Endlich. Jochen Missfeldt bei NeunundzwanzigSechs.

Fliegerhorst Leck, im Frühjahr 2012.

Es war in einer Nacht des Jahres 1976. Ich hatte es mir auf dem engen Platz des Battery Control Officers bequem gemacht, im Nacken den heißen Atem des Feuerleitrechners, vor mir die Apparatur für den Abschuß der 21 Nike Hercules-Raketen, von denen sieben mit Atomsprengköpfen bestückt waren. Schichtdienst in der Luftwaffe des Kalten Krieges. Ich wartete auf den Russen, aber der Russe kam nicht. Man sah ihn auf dem Radarschirm über der DDR herumfliegen, der sogenannten: kleine gelbe Punkte, die höhnisch aufglommen, wenn sie vom Drehstrahl der Antenne überwischt wurden. Der Russe kniff. Er wußte wohl, wessen Hand hier entschlossen über den Knöpfen schwebte.

Nicht lange, und der Russe hatte gewonnen. Meine Hand entschwebte zu dem kleinen, tragbaren Fernseher, den wir verbotenerweise immer dabeihatten, und wählte das Erste Programm. Da lief um diese späte Zeit Erstaunliches.

‚Überflug’ hieß das Feature. „Jochen Missfeldt, Major, Phantom-Pilot”, begann der Sprecher, „über die Bundesrepublik fliegen von Norden nach Süden mit achthundertdreißig Sachen an einem Tag im Februar…” Der Major Missfeldt steuerte eine RF-4E Phantom von Leck nach Bremgarten, einmal längs durch die linke Hälfte unseres geteilten Landes. Klick-klick-klick machten die Kameras im Bauch seiner Maschine: über der Vogelwarte im Watt, der Zeitungsfrau auf dem platten Land, der psychiatrischen Klinik im Westerwald, der pfälzischen Schule, in der Tertianer über Abtreibung diskutierten. Die Schnitte wechselten vom Flugzeug zum Geschehen am Boden und zurück, eine geniale Momentaufnahme deutscher Befindlichkeit insgesamt, unterlegt mit Missfeldts lässig-spröden, treffenden Aperçus. Wäre der Russe in dieser Stunde gekommen — er hätte mich kalt erwischt.
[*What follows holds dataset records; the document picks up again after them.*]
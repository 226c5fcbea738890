use std::collections::BTreeMap;
use std::sync::Arc;

use serde::{Serialize, Serializer};
use ts_rs::TS;

use super::status::fraction;
use crate::model::{ControlFrame, DancerName, LedEffect, LedFrames, LedStep, PartName, PartValue, Rgb};

/// Playback of one LED part: the queued effect and the step the cursor points at.
///
/// Idle parts have no effect queued. The cursor only moves when the control timeline
/// crosses a keyframe boundary; see [`advance`].
///
/// Serialized as `{ "queue": [step, ...], "cursor": n }`, with an empty queue while idle.
#[derive(Debug, Clone, Default, PartialEq, Serialize, TS)]
#[ts(export)]
pub struct LedPlayback {
    #[serde(rename = "queue", serialize_with = "serialize_queue")]
    #[ts(as = "Vec<LedStep>")]
    effect: Option<Arc<LedEffect>>,
    cursor: usize,
}

#[allow(clippy::ref_option)]
fn serialize_queue<S: Serializer>(effect: &Option<Arc<LedEffect>>, serializer: S) -> Result<S::Ok, S::Error> {
    let steps: &[LedStep] = effect.as_deref().map_or(&[], |e| e.steps.as_slice());
    steps.serialize(serializer)
}

/// dancer → LED part → playback.
pub type LedEffectMap = BTreeMap<DancerName, BTreeMap<PartName, LedPlayback>>;

impl LedPlayback {
    pub fn idle() -> Self {
        Self::default()
    }

    /// Queue `effect` with the cursor on the step active `elapsed` seconds into the frame.
    pub fn start(effect: Arc<LedEffect>, elapsed: f64) -> Self {
        let cursor = step_index(&effect.steps, elapsed);
        Self {
            effect: Some(effect),
            cursor,
        }
    }

    pub fn is_idle(&self) -> bool {
        self.queue().is_empty()
    }

    pub fn effect(&self) -> Option<&LedEffect> {
        self.effect.as_deref()
    }

    /// The queued steps; empty while idle.
    pub fn queue(&self) -> &[LedStep] {
        self.effect
            .as_deref()
            .map(|e| e.steps.as_slice())
            .unwrap_or(&[])
    }

    pub fn cursor(&self) -> usize {
        self.cursor
    }

    /// Step that would be showing `elapsed` seconds after the owning frame started.
    /// Read-only: the stored cursor is not touched.
    pub fn step_at(&self, elapsed: f64) -> Option<usize> {
        let steps = self.queue();
        (!steps.is_empty()).then(|| step_index(steps, elapsed))
    }

    /// Pixel colors `elapsed` seconds into the frame, blending into the next step
    /// when the active step fades.
    pub fn colors_at(&self, elapsed: f64) -> Vec<Rgb> {
        let steps = self.queue();
        let Some(index) = self.step_at(elapsed) else {
            return Vec::new();
        };
        let (Some(step), next) = (steps.get(index), steps.get(index + 1)) else {
            return Vec::new();
        };
        match next {
            Some(next) if step.fade => {
                let t = fraction(elapsed, step.start, next.start);
                step.colors
                    .iter()
                    .enumerate()
                    .map(|(i, &c)| c.lerp(next.colors.get(i).copied().unwrap_or(c), t))
                    .collect()
            }
            _ => step.colors.clone(),
        }
    }
}

/// Index of the last step starting at or before `elapsed`, 0 if none has started yet.
fn step_index(steps: &[LedStep], elapsed: f64) -> usize {
    steps.partition_point(|s| s.start <= elapsed).saturating_sub(1)
}

/// Playback `frame` implies for one part at `time`: the frame's effect for the part when
/// the frame both gives the dancer an LED value for it and has LED data for it, idle otherwise.
pub fn advance_part(
    dancer: &DancerName,
    part: &PartName,
    frame: &ControlFrame,
    led_frames: &LedFrames,
    time: f64,
) -> LedPlayback {
    let assigned = matches!(frame.value(dancer, part), Some(PartValue::Led { .. }));
    match led_frames.effect(&frame.id, part) {
        Some(effect) if assigned => LedPlayback::start(Arc::clone(effect), time - frame.start),
        _ => LedPlayback::idle(),
    }
}

/// Re-derive LED playback after the control timeline moved from `old_index` to `new_index`.
/// `old_index` is `None` when playback has not been derived since initialization.
///
/// Returns `None` when the index did not change: effect playback is keyframe-quantized,
/// so time moving inside one interval leaves every cursor where it is. On a change, each
/// part is rebuilt from `frame` (the frame at `new_index`) alone, so a scrub that skips
/// several frames lands on the same state as stepping through them.
pub fn advance(
    effects: &LedEffectMap,
    old_index: Option<usize>,
    new_index: usize,
    frame: &ControlFrame,
    led_frames: &LedFrames,
    time: f64,
) -> Option<LedEffectMap> {
    if old_index == Some(new_index) {
        return None;
    }
    tracing::debug!(?old_index, new_index, frame = %frame.id, "control keyframe boundary crossed");

    let next = effects
        .iter()
        .map(|(dancer, parts)| {
            let parts = parts
                .keys()
                .map(|part| {
                    let playback = advance_part(dancer, part, frame, led_frames, time);
                    if let Some(effect) = playback.effect() {
                        tracing::debug!(
                            dancer = %dancer,
                            part = %part,
                            effect = %effect.name,
                            cursor = playback.cursor(),
                            "LED effect queued"
                        );
                    }
                    (part.clone(), playback)
                })
                .collect();
            (dancer.clone(), parts)
        })
        .collect();
    Some(next)
}

#[cfg(test)]
#[allow(clippy::unwrap_used, clippy::indexing_slicing)]
mod tests {
    use super::*;

    fn effect(name: &str, starts: &[f64]) -> LedEffect {
        LedEffect {
            name: name.into(),
            steps: starts
                .iter()
                .map(|&start| LedStep {
                    start,
                    colors: vec![Rgb::WHITE],
                    fade: false,
                })
                .collect(),
        }
    }

    fn frame(id: &str, start: f64, led: bool) -> ControlFrame {
        let mut parts = BTreeMap::new();
        if led {
            parts.insert(
                PartName::from("L"),
                PartValue::Led {
                    src: "fx".into(),
                    alpha: 10.0,
                },
            );
        }
        ControlFrame {
            id: id.into(),
            start,
            fade: false,
            status: BTreeMap::from([(DancerName::from("d0"), parts)]),
        }
    }

    fn initial() -> LedEffectMap {
        BTreeMap::from([(
            DancerName::from("d0"),
            BTreeMap::from([(PartName::from("L"), LedPlayback::idle())]),
        )])
    }

    fn playback<'a>(map: &'a LedEffectMap) -> &'a LedPlayback {
        &map[&DancerName::from("d0")][&PartName::from("L")]
    }

    #[test]
    fn no_transition_without_index_change() {
        let f = frame("c3", 6.0, true);
        let leds = LedFrames::new().with("c3", "L", effect("fx", &[0.0, 0.5, 1.0]));
        assert!(advance(&initial(), Some(3), 3, &f, &leds, 6.7).is_none());
    }

    #[test]
    fn transition_queues_the_new_frames_effect() {
        let f = frame("c3", 6.0, true);
        let leds = LedFrames::new().with("c3", "L", effect("fx", &[0.0, 0.5, 1.0]));
        let next = advance(&initial(), Some(2), 3, &f, &leds, 6.0).unwrap();
        let p = playback(&next);
        assert_eq!(p.queue().len(), 3);
        assert_eq!(p.cursor(), 0);
        assert_eq!(p.effect().unwrap().name, "fx");
    }

    #[test]
    fn cursor_starts_at_the_step_active_on_landing() {
        let f = frame("c3", 6.0, true);
        let leds = LedFrames::new().with("c3", "L", effect("fx", &[0.0, 0.5, 1.0]));
        let next = advance(&initial(), Some(0), 3, &f, &leds, 6.7).unwrap();
        assert_eq!(playback(&next).cursor(), 1);
    }

    #[test]
    fn frame_without_assignment_goes_idle() {
        let leds = LedFrames::new().with("c3", "L", effect("fx", &[0.0, 0.5]));
        let playing = advance(&initial(), Some(2), 3, &frame("c3", 6.0, true), &leds, 6.0).unwrap();
        assert!(!playback(&playing).is_idle());

        let idle = advance(&playing, Some(3), 4, &frame("c4", 8.0, false), &leds, 8.0).unwrap();
        assert!(playback(&idle).is_idle());
        assert_eq!(playback(&idle).cursor(), 0);

        // LED value present but no LED data for the frame.
        let idle = advance(&playing, Some(3), 5, &frame("c5", 9.0, true), &leds, 9.0).unwrap();
        assert!(playback(&idle).is_idle());
    }

    #[test]
    fn first_derivation_after_init_always_runs() {
        let f = frame("c0", 0.0, true);
        let leds = LedFrames::new().with("c0", "L", effect("fx", &[0.0, 1.0]));
        let next = advance(&initial(), None, 0, &f, &leds, 0.0).unwrap();
        assert_eq!(playback(&next).queue().len(), 2);
    }

    #[test]
    fn step_at_is_read_only() {
        let p = LedPlayback::start(Arc::new(effect("fx", &[0.0, 0.5, 1.0])), 0.0);
        assert_eq!(p.step_at(0.75), Some(1));
        assert_eq!(p.step_at(5.0), Some(2));
        assert_eq!(p.cursor(), 0);
        assert_eq!(LedPlayback::idle().step_at(1.0), None);
    }

    #[test]
    fn serializes_as_step_queue_and_cursor() {
        let p = LedPlayback::start(Arc::new(effect("fx", &[0.0, 0.5, 1.0])), 0.6);
        let json = serde_json::to_value(&p).unwrap();
        assert_eq!(json["cursor"], 1);
        assert_eq!(json["queue"].as_array().unwrap().len(), 3);
        assert_eq!(json["queue"][1]["start"], 0.5);
        assert!(json.get("effect").is_none());

        let idle = serde_json::to_value(LedPlayback::idle()).unwrap();
        assert_eq!(idle, serde_json::json!({ "queue": [], "cursor": 0 }));
    }

    #[test]
    fn colors_blend_across_fading_step() {
        let fx = LedEffect {
            name: "pulse".into(),
            steps: vec![
                LedStep {
                    start: 0.0,
                    colors: vec![Rgb::BLACK, Rgb(100, 0, 0)],
                    fade: true,
                },
                LedStep {
                    start: 1.0,
                    colors: vec![Rgb(200, 0, 0), Rgb(0, 0, 0)],
                    fade: false,
                },
            ],
        };
        let p = LedPlayback::start(Arc::new(fx), 0.0);
        assert_eq!(p.colors_at(0.5), vec![Rgb(100, 0, 0), Rgb(50, 0, 0)]);
        assert_eq!(p.colors_at(1.5), vec![Rgb(200, 0, 0), Rgb(0, 0, 0)]);
    }
}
Alle meine Sinne waren auf diesen Mann und seinen Flug gepolt.

Wir lernten uns erst 34 Jahre später kennen, weil mir jemand angedeutet hatte: Der Jochen kann vielleicht was zu Ihrer Krupinski-Biographie beitragen. Da war er schon längst ein vielfach ausgezeichneter Autor. Das Deutsche Literaturarchiv in Marbach will sogar seine Fliegerkombi mit allem Drum und Dran von ihm haben. Das sagt mehr über die Anerkennung, die er erfährt, als all das Preisende in den Feuilletons. Wir sprachen über Walter Krupinski, übers Fliegen, übers Schreiben. Er habe da so eine Kiste zuhause, sagte er, in der seien seine Fliegergeschichten gesammelt, grober Zeitraum: von der Kuba-Krise bis zum Afghanistan-Einsatz der Luftwaffe. Das meiste davon habe er selbst als Flugzeugführer erlebt, einiges als Mitflieger, einiges als Beobachter. Ob ich mal einen Blick da hinein werfen wolle?

Gerade ist ein weiteres NeunundzwanzigSechs-Buch daraus entstanden: 23 packende, meisterhafte Reportagen aus den Luftwaffen-Cockpits der letzten fünf Jahrzehnte.

Jochen Missfeldt hat die gesamte Erstauflage handsigniert.